Novel acyl hydrazide derivatives of polyhydroquinoline as potent anti-diabetic and anti-glycating agents: Synthesis, in vitro α-amylase, α-glucosidase inhibition and anti-glycating activity with molecular docking insights

In this study, eleven novel acyl hydrazides derivative of polyhydroquinoline were synthesized, characterized and screened for their in vitro anti-diabetic and anti-glycating activities. Seven compounds 2a, 2d, 2i, 2 h, 2j, 2f, and 2 g exhibited notable alpha-amylase inhibitory activity having IC50 values from 3.51 +/- 2.13 to 11.92 +/- 2.30 mu M. Similarly, six compounds 2d, 2f, 2 h, 2i, 2j, and 2 g displayed potent alpha-glucosidase inhibitory activity compared to the standard acarbose. Moreover, eight derivatives 2d, 2 g, 2f, 2j, 2a, 2i, 2 g, and 2e showed excellent antiglycating activity with IC50 values from 6.91 +/- 2.66 to 15.80 +/- 1.87 mu M when compared them with the standard rutin (IC50 = 22.5 +/- 0.90 mu M).
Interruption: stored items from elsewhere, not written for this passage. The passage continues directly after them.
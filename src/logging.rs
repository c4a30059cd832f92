use anyhow::Result;
use tracing_subscriber::{fmt, prelude::*, EnvFilter};

/// Install the global subscriber. `RUST_LOG` wins over the configured level.
/// A second call is a no-op, so tests and the binary can both call it.
pub fn init(cfg: &crate::config::Logging) -> Result<()> {
    let filter = EnvFilter::try_from_default_env()
        .or_else(|_| EnvFilter::try_new(&cfg.level))
        .unwrap_or_else(|_| EnvFilter::new("info"));

    let registry = tracing_subscriber::registry().with(filter);
    let installed = if cfg.json {
        registry.with(fmt::layer().json().with_target(true)).try_init()
    } else {
        registry.with(fmt::layer().with_target(false)).try_init()
    };
    if installed.is_err() {
        tracing::debug!("logging already initialized");
    }
    Ok(())
}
Molecular docking was carried out to predict the binding modes of all the compounds with alpha-amylase and alpha-glucosidase. The docking analysis revealed that most of the compounds established strong interactions with alpha-amylase and alpha-glucosidase. All compounds fitted well into the binding pockets of alpha-amylase and alpha-glucosidase. Among all compounds 2a and 2f were most potent based on docking score -8.2515 and -7.3949 against alpha-amylase and alpha-glucosidase respectively. These results hold promise for the development of novel candidates targeted at controlling postprandial glucose levels in individuals with diabetes.